The ‘safe’ bets aren’t always so safe. Which is why ESPN experts explaining the science behind their March Madness brackets often claim that ‘unconventional wisdom’ can be the secret to success -- and to saving your precious $5 entry fee in the office pool.

The ‘Bracketologists’ have a point. After all, how many of you picked Dayton, Tennessee or Stanford to be in your sweet sixteen? Not likely when Duke or Wichita State were the ‘safe’ bets, right?

Regrettably, I think many small business owners will also rush to file their tax returns in the next 3 weeks because it’s the conventional wisdom to file by April 15. In reality, acting hastily to meet this deadline could force them to overlook critical deductions.

Let’s be honest. We all know that tax planning takes place in November and December. So instead of me writing an article on a bunch of last minute pseudo tax tips that are simply a feeble attempt at making us feel better for putting off what we should have done last year, let’s call a spade a spade.

Are you going to save thousands on your tax return? What is your ‘Taxology’ for super savings at this point? Shouldn’t it be scouring any and all records, bank statements, credit card bills or receipts for extra write-offs you may have missed capturing last year?

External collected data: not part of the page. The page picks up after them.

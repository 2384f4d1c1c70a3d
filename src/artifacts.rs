// src/artifacts.rs

//! Run artifacts.
//!
//! Every execution attempt leaves `<runs>/<run_id>/<step_id>/` behind with
//! `stdout.log`, `stderr.log` and `status.json`. Artifacts are written once
//! and never touched again.

use std::path::{Path, PathBuf};

use chrono::{DateTime, Utc};
use serde::{Deserialize, Serialize};
use tracing::debug;

use crate::errors::{Result, SeqError};
use crate::exec::{RunResult, RunStatus};
use crate::fs::write_atomic;
use crate::sequence::validate::check_id;

pub const STDOUT_FILE: &str = "stdout.log";
pub const STDERR_FILE: &str = "stderr.log";
pub const STATUS_FILE: &str = "status.json";

/// Contents of `status.json`.
#[derive(Debug, Clone, PartialEq, Eq, Serialize, Deserialize)]
#[serde(rename_all = "camelCase")]
pub struct RunRecord {
    pub step_id: String,
    pub run_id: String,
    pub start_time: DateTime<Utc>,
    pub end_time: DateTime<Utc>,
    /// Milliseconds.
    pub duration: u64,
    pub exit_code: Option<i32>,
    pub status: RunStatus,
    #[serde(default, skip_serializing_if = "std::ops::Not::not")]
    pub timed_out: bool,
}

impl From<&RunResult> for RunRecord {
    fn from(r: &RunResult) -> Self {
        Self {
            step_id: r.step_id.clone(),
            run_id: r.run_id.clone(),
            start_time: r.start_time,
            end_time: r.end_time,
            duration: r.duration_ms,
            exit_code: r.exit_code,
            status: r.status,
            timed_out: r.timed_out,
        }
    }
}

/// Directory holding the artifacts of one step in one run.
pub fn artifact_dir(runs_root: &Path, run_id: &str, step_id: &str) -> PathBuf {
    runs_root.join(run_id).join(step_id)
}

/// Persist `result` and return its artifact directory.
pub fn save(runs_root: &Path, result: &RunResult) -> Result<PathBuf> {
    if let Some(v) = check_id("step_id", &result.step_id) {
        return Err(SeqError::Validation(vec![v]));
    }
    if !is_safe_component(&result.run_id) {
        return Err(SeqError::validation(
            "run_id",
            format!("'{}' is not a valid run id", result.run_id),
        ));
    }

    let dir = artifact_dir(runs_root, &result.run_id, &result.step_id);
    let record = serde_json::to_string_pretty(&RunRecord::from(result))?;

    write_atomic(&dir.join(STDOUT_FILE), result.stdout.as_bytes())?;
    write_atomic(&dir.join(STDERR_FILE), result.stderr.as_bytes())?;
    // status.json last: its presence marks a complete artifact.
    write_atomic(&dir.join(STATUS_FILE), record.as_bytes())?;

    debug!(step = %result.step_id, run_id = %result.run_id, dir = ?dir, "run artifacts saved");
    Ok(dir)
}

pub fn load_record(dir: &Path) -> Result<RunRecord> {
    let text = std::fs::read_to_string(dir.join(STATUS_FILE))?;
    Ok(serde_json::from_str(&text)?)
}

fn is_safe_component(s: &str) -> bool {
    !s.is_empty()
        && s.len() <= 128
        && s.chars()
            .all(|c| c.is_ascii_alphanumeric() || c == '-' || c == '_')
}
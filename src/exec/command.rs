// src/exec/command.rs

//! Model command templates.
//!
//! A template is a program plus an argument vector in which `{prompt}` is
//! replaced by the prompt text and `{prompt_file}` by the prompt path. The
//! result is always an argv; nothing is ever handed to a shell.

use std::fmt;
use std::path::Path;

use serde::{Deserialize, Serialize};

use crate::errors::{Result, SeqError};
use crate::types::Model;

#[derive(Debug, Clone, PartialEq, Eq, Serialize, Deserialize)]
#[serde(deny_unknown_fields)]
pub struct CommandTemplate {
    pub program: String,
    #[serde(default)]
    pub args: Vec<String>,
}

impl CommandTemplate {
    pub fn new(program: impl Into<String>, args: &[&str]) -> Self {
        Self {
            program: program.into(),
            args: args.iter().map(|a| a.to_string()).collect(),
        }
    }

    /// Built-in template for each model.
    pub fn default_for(model: Model) -> Self {
        match model {
            Model::ClaudeCode => Self::new("claude", &["-p", "{prompt}"]),
            Model::Codex => Self::new("codex", &["exec", "{prompt}"]),
            Model::Gemini => Self::new("gemini", &["-p", "{prompt}"]),
        }
    }

    pub fn render(&self, prompt_file: &str, prompt: &str) -> CommandLine {
        let args = self
            .args
            .iter()
            .map(|a| {
                a.replace("{prompt_file}", prompt_file)
                    .replace("{prompt}", prompt)
            })
            .collect();

        CommandLine {
            program: self.program.clone(),
            args,
        }
    }

    pub fn needs_prompt_text(&self) -> bool {
        self.args.iter().any(|a| a.contains("{prompt}"))
    }
}

/// A concrete program + argv.
#[derive(Debug, Clone, PartialEq, Eq, Serialize, Deserialize)]
pub struct CommandLine {
    pub program: String,
    pub args: Vec<String>,
}

impl CommandLine {
    pub fn argv(&self) -> Vec<String> {
        std::iter::once(self.program.clone())
            .chain(self.args.iter().cloned())
            .collect()
    }
}

/// Space-joined form, used for policy matching and logs.
impl fmt::Display for CommandLine {
    fn fmt(&self, f: &mut fmt::Formatter<'_>) -> fmt::Result {
        f.write_str(&self.argv().join(" "))
    }
}

/// Render `template` for a step whose prompt lives at `prompt_file`
/// (relative to `root` unless absolute).
pub fn build_command(
    template: &CommandTemplate,
    root: &Path,
    prompt_file: &str,
) -> Result<CommandLine> {
    let prompt = if template.needs_prompt_text() {
        let path = root.join(prompt_file);
        match std::fs::read_to_string(&path) {
            Ok(text) => text,
            Err(e) if e.kind() == std::io::ErrorKind::NotFound => {
                return Err(SeqError::NotFound(format!("prompt file '{prompt_file}'")));
            }
            Err(e) => return Err(e.into()),
        }
    } else {
        String::new()
    };

    Ok(template.render(prompt_file, &prompt))
}
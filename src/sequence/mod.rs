// src/sequence/mod.rs

//! The sequence document: data model, validation, mutations and storage.

pub mod model;
pub mod mutate;
pub mod store;
pub mod validate;

pub use model::{Gate, NodeRef, SEQUENCE_VERSION, Sequence, Step};
pub use mutate::StepPatch;
pub use store::SequenceStore;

You know what I’m talking about: filing an extension. It could be your sleeper ‘Taxology’ strategy.

First, filing an extension is the equivalent to taking a ‘Time Out’ right before a game’s final shot. It gives you a chance to dig up all the expenses you can and reevaluate how aggressive you want to be on your tax return.

I’m not suggesting being too aggressive and ‘taking a bad shot’ or risking an audit, but giving yourself time to consider real write-offs on which you’re probably missing out. Let’s face it, many CPAs and taxpayers are far too conservative and leave legitimate tax deductions they’re entitled to on the table and cost themselves thousands.

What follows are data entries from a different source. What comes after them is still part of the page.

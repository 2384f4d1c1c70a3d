// src/exec/runner.rs

//! External process runner.
//!
//! Spawns a program with an argument vector (never through a shell), captures
//! stdout/stderr as they are produced, and enforces a timeout: SIGTERM first,
//! SIGKILL after a grace period. On unix the child leads its own process group
//! and signals go to the whole group, so background grandchildren are covered.
//!
//! One deadline covers both the exit of the child and the draining of its
//! output pipes. A timeout comes back as [`RunResult::timed_out`] together
//! with whatever output was captured; callers raise
//! [`crate::errors::SeqError::ProcessTimeout`] from it. Spawn failures are an `Error`
//! result, not an `Err`.

use std::collections::BTreeMap;
use std::path::PathBuf;
use std::process::{ExitStatus, Stdio};
use std::sync::{Arc, Mutex};
use std::time::{Duration, Instant};

use anyhow::Context;
use chrono::{DateTime, Utc};
use serde::{Deserialize, Serialize};
use tokio::io::{AsyncBufReadExt, AsyncRead, BufReader};
use tokio::process::{Child, Command};
use tokio::task::JoinHandle;
use tracing::{debug, info, trace, warn};

use crate::errors::Result;
use crate::exec::env::child_env;

/// Grace period between SIGTERM and SIGKILL on timeout.
pub const DEFAULT_KILL_GRACE: Duration = Duration::from_secs(5);

#[derive(Debug, Clone)]
pub struct RunRequest {
    pub step_id: String,
    pub run_id: String,
    pub program: String,
    pub args: Vec<String>,
    pub cwd: PathBuf,
    pub timeout: Duration,
    /// Explicit variables, added on top of the filtered ambient environment.
    pub env: BTreeMap<String, String>,
}

/// Classified process outcome.
#[derive(Debug, Clone, Copy, PartialEq, Eq, Serialize, Deserialize)]
#[serde(rename_all = "SCREAMING_SNAKE_CASE")]
pub enum RunStatus {
    /// Exit code 0.
    Success,
    /// Any other exit code.
    Failed,
    /// No exit code: killed by a signal, timed out or never started.
    Error,
}

impl RunStatus {
    pub fn classify(exit_code: Option<i32>) -> Self {
        match exit_code {
            Some(0) => RunStatus::Success,
            Some(_) => RunStatus::Failed,
            None => RunStatus::Error,
        }
    }
}

#[derive(Debug, Clone, PartialEq, Eq)]
pub struct RunResult {
    pub step_id: String,
    pub run_id: String,
    pub start_time: DateTime<Utc>,
    pub end_time: DateTime<Utc>,
    pub duration_ms: u64,
    pub exit_code: Option<i32>,
    pub status: RunStatus,
    pub stdout: String,
    pub stderr: String,
    /// The deadline passed before the process exited and closed its output.
    pub timed_out: bool,
}

/// New run identifier: UTC timestamp plus a random suffix, safe as a
/// directory name and sortable by start time.
pub fn new_run_id() -> String {
    let suffix = uuid::Uuid::new_v4().simple().to_string();
    format!("{}-{}", Utc::now().format("%Y%m%dT%H%M%SZ"), &suffix[..8])
}

#[derive(Debug, Clone)]
pub struct ProcessRunner {
    kill_grace: Duration,
}

impl Default for ProcessRunner {
    fn default() -> Self {
        Self {
            kill_grace: DEFAULT_KILL_GRACE,
        }
    }
}

impl ProcessRunner {
    pub fn new(kill_grace: Duration) -> Self {
        Self { kill_grace }
    }

    /// Run to completion or to the deadline, keeping the output either way.
    pub async fn run(&self, req: RunRequest) -> Result<RunResult> {
        let start_time = Utc::now();
        let started = Instant::now();
        let deadline = tokio::time::Instant::now() + req.timeout;

        info!(
            step = %req.step_id,
            run_id = %req.run_id,
            program = %req.program,
            cwd = ?req.cwd,
            timeout_ms = req.timeout.as_millis() as u64,
            "starting step process"
        );

        let mut cmd = Command::new(&req.program);
        cmd.args(&req.args)
            .current_dir(&req.cwd)
            .env_clear()
            .envs(child_env(&req.env))
            .stdin(Stdio::null())
            .stdout(Stdio::piped())
            .stderr(Stdio::piped())
            .kill_on_drop(true);
        #[cfg(unix)]
        cmd.process_group(0);

        let mut child = match cmd.spawn() {
            Ok(child) => child,
            Err(e) => {
                warn!(step = %req.step_id, error = %e, "failed to spawn step process");
                return Ok(RunResult {
                    step_id: req.step_id,
                    run_id: req.run_id,
                    start_time,
                    end_time: Utc::now(),
                    duration_ms: started.elapsed().as_millis() as u64,
                    exit_code: None,
                    status: RunStatus::Error,
                    stdout: String::new(),
                    stderr: format!("failed to spawn '{}': {e}", req.program),
                    timed_out: false,
                });
            }
        };
        // `Child::id` is gone once the child is reaped, but its group may live on.
        let pid = child.id();

        let mut stdout = Capture::spawn(child.stdout.take(), &req.step_id, "stdout");
        let mut stderr = Capture::spawn(child.stderr.take(), &req.step_id, "stderr");

        let finished = tokio::time::timeout_at(deadline, async {
            let status = child.wait().await;
            stdout.finish().await;
            stderr.finish().await;
            status
        })
        .await;

        let (exit_code, timed_out) = match finished {
            Ok(waited) => {
                let status: ExitStatus = waited
                    .with_context(|| format!("waiting for process of step '{}'", req.step_id))?;
                (status.code(), false)
            }
            Err(_) => {
                warn!(
                    step = %req.step_id,
                    run_id = %req.run_id,
                    timeout_ms = req.timeout.as_millis() as u64,
                    "step process timed out; terminating"
                );
                self.terminate(&mut child, pid, &req.step_id).await;
                stdout.abort();
                stderr.abort();
                (None, true)
            }
        };

        let run_status = RunStatus::classify(exit_code);
        let duration_ms = started.elapsed().as_millis() as u64;

        info!(
            step = %req.step_id,
            run_id = %req.run_id,
            exit_code = ?exit_code,
            status = ?run_status,
            timed_out,
            duration_ms,
            "step process exited"
        );

        Ok(RunResult {
            step_id: req.step_id,
            run_id: req.run_id,
            start_time,
            end_time: Utc::now(),
            duration_ms,
            exit_code,
            status: run_status,
            stdout: stdout.text(),
            stderr: stderr.text(),
            timed_out,
        })
    }

    /// SIGTERM, wait for the grace period, then SIGKILL.
    async fn terminate(&self, child: &mut Child, pid: Option<u32>, step_id: &str) {
        signal_group(child, pid, step_id, Signal::Term);

        match tokio::time::timeout(self.kill_grace, child.wait()).await {
            Ok(_) => debug!(step = %step_id, "process exited after SIGTERM"),
            Err(_) => warn!(
                step = %step_id,
                grace_ms = self.kill_grace.as_millis() as u64,
                "process ignored SIGTERM; killing"
            ),
        }
        // The leader may be gone while the rest of its group is not.
        signal_group(child, pid, step_id, Signal::Kill);
        if let Err(e) = child.kill().await {
            debug!(step = %step_id, error = %e, "process already gone");
        }
    }
}

#[derive(Debug, Clone, Copy)]
enum Signal {
    Term,
    Kill,
}

#[cfg(unix)]
fn signal_group(_child: &mut Child, pid: Option<u32>, step_id: &str, signal: Signal) {
    let Some(pid) = pid else {
        return;
    };
    let sig = match signal {
        Signal::Term => libc::SIGTERM,
        Signal::Kill => libc::SIGKILL,
    };
    // SAFETY: kill(2) has no memory-safety preconditions. The child was
    // spawned as the leader of group `pid`.
    let rc = unsafe { libc::kill(-(pid as libc::pid_t), sig) };
    if rc != 0 {
        let err = std::io::Error::last_os_error();
        if err.raw_os_error() != Some(libc::ESRCH) {
            warn!(step = %step_id, pid, ?signal, error = %err, "failed to signal process group");
        }
    }
}

#[cfg(not(unix))]
fn signal_group(child: &mut Child, _pid: Option<u32>, step_id: &str, _signal: Signal) {
    if let Err(e) = child.start_kill() {
        debug!(step = %step_id, error = %e, "failed to terminate process");
    }
}

/// Output of one stream, readable even when the reader task is aborted.
struct Capture {
    buf: Arc<Mutex<Vec<u8>>>,
    handle: Option<JoinHandle<()>>,
}

impl Capture {
    fn spawn<R>(reader: Option<R>, step_id: &str, stream: &'static str) -> Self
    where
        R: AsyncRead + Unpin + Send + 'static,
    {
        let buf = Arc::new(Mutex::new(Vec::new()));
        let Some(reader) = reader else {
            return Self { buf, handle: None };
        };
        let step_id = step_id.to_string();
        let sink = Arc::clone(&buf);

        let handle = tokio::spawn(async move {
            let mut reader = BufReader::new(reader);
            let mut line = Vec::new();

            loop {
                line.clear();
                match reader.read_until(b'\n', &mut line).await {
                    Ok(0) => break,
                    Ok(_) => {
                        trace!(step = %step_id, stream, "{}", String::from_utf8_lossy(&line).trim_end());
                        sink.lock()
                            .unwrap_or_else(|poisoned| poisoned.into_inner())
                            .extend_from_slice(&line);
                    }
                    Err(e) => {
                        warn!(step = %step_id, stream, error = %e, "error reading process output");
                        break;
                    }
                }
            }
        });

        Self {
            buf,
            handle: Some(handle),
        }
    }

    /// Wait for the stream to reach EOF.
    async fn finish(&mut self) {
        if let Some(handle) = self.handle.as_mut() {
            if let Err(e) = handle.await {
                warn!(error = %e, "output reader task failed");
            }
            self.handle = None;
        }
    }

    fn abort(&mut self) {
        if let Some(handle) = self.handle.take() {
            handle.abort();
        }
    }

    fn text(&self) -> String {
        let buf = self.buf.lock().unwrap_or_else(|poisoned| poisoned.into_inner());
        String::from_utf8_lossy(&buf).into_owned()
    }
}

Second, filing an extension is as easy as raising your hands in a game and waiving to the referee. By filing the extension you buy time until October 15th to send in your final tax return. You simply file Form 4868 electronically or mail it in. (However, keep in mind, it’s important you estimate how much you think you might owe in tax and send it in with your extension.) You can always get a refund later and it will prevent any penalties or interest.

You shouldn’t let filing an extension scare you. Millions of Americans file extensions every year and there is nothing wrong with it. In fact, various statistics over the years have shown that you actually reduce your chances of an audit by extending since many tax professionals say the IRS will have assigned its audit teams to the already-filed returns before the summer is out. 

Finally, let me give you the “why” and get your juices flowing. Just as in a basketball game with seconds to go, let’s pull out a clipboard and think of all the different strategies or write-offs we could be missing if we rush into our tax return. Have we maximized our travel, auto, dining, entertainment, office supplies, technology, and telephone costs? Again, millions of taxpayers understate these expenses related to their businesses, when a little extra bookkeeping and digging could give you some valuable write-offs.

Bottom line, be confident if and when you file an extension. Take that ‘hail Mary’ shot from half-court. If you have a reasonable argument for taking a deduction and miss, the worse the IRS will do is disallow it. Take the time to dig up those expenses on credit card statements, bank statements, receipts or anything you can find and don’t shy away from throwing them on your return. Let that be your winning strategy on this year’s tax return.